→ PROBLEM DETAILS
From the records below, transcribe exactly the lines that begin at the line with "let mut query" and end at the line with "summary.discovered += listing.crates.len()", both included.

→ Excerpts from a dataset
● ● ● ● ● ● ●

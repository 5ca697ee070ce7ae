//! Field overlay editing model for collaborative document form filling.
//!
//! Fields live in unscaled document coordinates inside a [`store::FieldStore`];
//! [`geometry`] maps them to screen space for the current zoom level,
//! [`input`] drives drag/resize gestures, [`relay`] mirrors mutations between
//! peers with echo suppression, and [`service::EditorSession`] ties the
//! pieces together behind abstract document collaborators.

pub mod document_store;
pub mod geometry;
pub mod input;
pub mod logging;
pub mod messages;
pub mod model;
pub mod notify;
pub mod properties;
pub mod relay;
pub mod render;
pub mod service;
pub mod store;
//! Archive extraction for downloaded artifacts
//!
//! Release artifacts are gzipped tarballs whose contents sit under a synthetic
//! `<name>-<version>/` wrapper directory; extraction strips exactly that one
//! leading component so the package root lands directly in the working area.

use crate::types::SkipReason;
use flate2::read::GzDecoder;
use std::path::{Component, Path, PathBuf};

/// Unpack a downloaded artifact into the working area
///
/// Decompression and tar walking are blocking, so the work runs on the
/// blocking thread pool. Failure to open or walk the archive converts to a
/// [`SkipReason`] here; archives that unpack fine but contain garbage are not
/// detected at this layer — they surface as empty or unparseable checker
/// output downstream.
pub async fn unpack_artifact(
    archive_path: &Path,
    dest: &Path,
) -> std::result::Result<(), SkipReason> {
    let archive_path = archive_path.to_path_buf();
    let dest = dest.to_path_buf();

    let unpacked = tokio::task::spawn_blocking(move || unpack_blocking(&archive_path, &dest)).await;

    match unpacked {
        Ok(Ok(())) => Ok(()),
        Ok(Err(e)) => Err(SkipReason::ExtractionFailed {
            message: e.to_string(),
        }),
        Err(e) => Err(SkipReason::ExtractionFailed {
            message: format!("unpack task failed: {e}"),
        }),
    }
}

fn unpack_blocking(archive_path: &Path, dest: &Path) -> std::io::Result<()> {
    let file = std::fs::File::open(archive_path)?;
    let decoder = GzDecoder::new(std::io::BufReader::new(file));
    let mut archive = tar::Archive::new(decoder);

    for entry in archive.entries()? {
        let mut entry = entry?;
        let path = entry.path()?;

        // Drop the synthetic top-level wrapper directory.
        let stripped: PathBuf = path.components().skip(1).collect();
        if stripped.as_os_str().is_empty() {
            continue;
        }

        // Reject entries that would land outside the working area.
        if stripped
            .components()
            .any(|c| matches!(c, Component::ParentDir | Component::RootDir | Component::Prefix(_)))
        {
            continue;
        }

        let target = dest.join(&stripped);
        if let Some(parent) = target.parent() {
            std::fs::create_dir_all(parent)?;
        }
        entry.unpack(&target)?;
    }

    Ok(())
}
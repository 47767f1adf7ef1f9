//! Crawl pipeline: the driver and per-page orchestration
//!
//! The driver walks the registry one page at a time — fetch listing,
//! orchestrate the page's concurrent fetch+extract+check units, append the
//! resulting rows, advance the cursor. A page is always fully processed
//! before the next page's fetch begins, which is also the pipeline's only
//! backpressure: in-flight work never exceeds one page's worth of items.

mod page;

use crate::checker::{CliPolicyChecker, PolicyChecker};
use crate::config::Config;
use crate::dataset::DatasetWriter;
use crate::error::Result;
use crate::registry::RegistryClient;
use crate::types::RunSummary;
use std::sync::Arc;

/// The crawl driver
///
/// Owns the shared HTTP client, the policy checker, and the configuration;
/// [`run`](RegistryAuditor::run) executes one complete crawl.
pub struct RegistryAuditor {
    config: Config,
    client: RegistryClient,
    checker: Arc<dyn PolicyChecker>,
}

impl RegistryAuditor {
    /// Build an auditor with the CLI policy checker from configuration
    ///
    /// # Errors
    ///
    /// Returns a configuration error if `config` fails validation, or an
    /// external-tool error if the checker binary cannot be located.
    pub fn new(config: Config) -> Result<Self> {
        let checker = Arc::new(CliPolicyChecker::from_config(&config.checker)?);
        Self::with_checker(config, checker)
    }

    /// Build an auditor around a caller-provided checker implementation
    ///
    /// This is the seam tests use to substitute scripted checkers.
    ///
    /// # Errors
    ///
    /// Returns a configuration error if `config` fails validation.
    pub fn with_checker(config: Config, checker: Arc<dyn PolicyChecker>) -> Result<Self> {
        config.validate()?;
        let client = RegistryClient::new(&config.registry)?;
        Ok(Self {
            config,
            client,
            checker,
        })
    }

    /// Crawl the registry until the listing cursor is exhausted
    ///
    /// Streams rows to the configured dataset path page by page and reports
    /// progress after each page. Re-running restarts pagination from the
    /// beginning; there is no persisted resume cursor.
    ///
    /// # Errors
    ///
    /// A listing fetch or dataset write failure aborts the run. Per-item
    /// failures never do; they are counted in the returned summary instead.
    pub async fn run(&self) -> Result<RunSummary> {
        let mut writer = DatasetWriter::create(&self.config.pipeline.dataset_path).await?;
        let mut summary = RunSummary::default();
        let mut query = self.config.registry.initial_query.clone();

        loop {
            let listing = self.client.fetch_page(&query).await?;
            summary.reported_total = listing.meta.total;
            summary.discovered += listing.crates.len() as u64;

            let outcome = page::process_page(
                &self.client,
                self.checker.as_ref(),
                &self.config.pipeline,
                listing.crates,
            )
            .await;

            writer.append_rows(&outcome.rows).await?;
            summary.rows_written += outcome.rows.len() as u64;
            summary.skipped += outcome.skipped;
            summary.yanked += outcome.yanked;

            let percent = if summary.reported_total == 0 {
                100.0
            } else {
                summary.discovered as f64 / summary.reported_total as f64 * 100.0
            };
            tracing::info!(
                processed = summary.discovered,
                total = summary.reported_total,
                rows_written = summary.rows_written,
                progress = format!("{percent:.2}%"),
                "page complete"
            );

            match listing.meta.next_page {
                Some(next) => query = next,
                None => break,
            }
        }

        tracing::info!(
            discovered = summary.discovered,
            rows_written = summary.rows_written,
            skipped = summary.skipped,
            yanked = summary.yanked,
            "crawl finished"
        );

        Ok(summary)
    }
}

● ● ● ● ● ● ●

→ RESPONSE
        let mut query = self.config.registry.initial_query.clone();

        loop {
            let listing = self.client.fetch_page(&query).await?;
            summary.reported_total = listing.meta.total;
            summary.discovered += listing.crates.len() as u64;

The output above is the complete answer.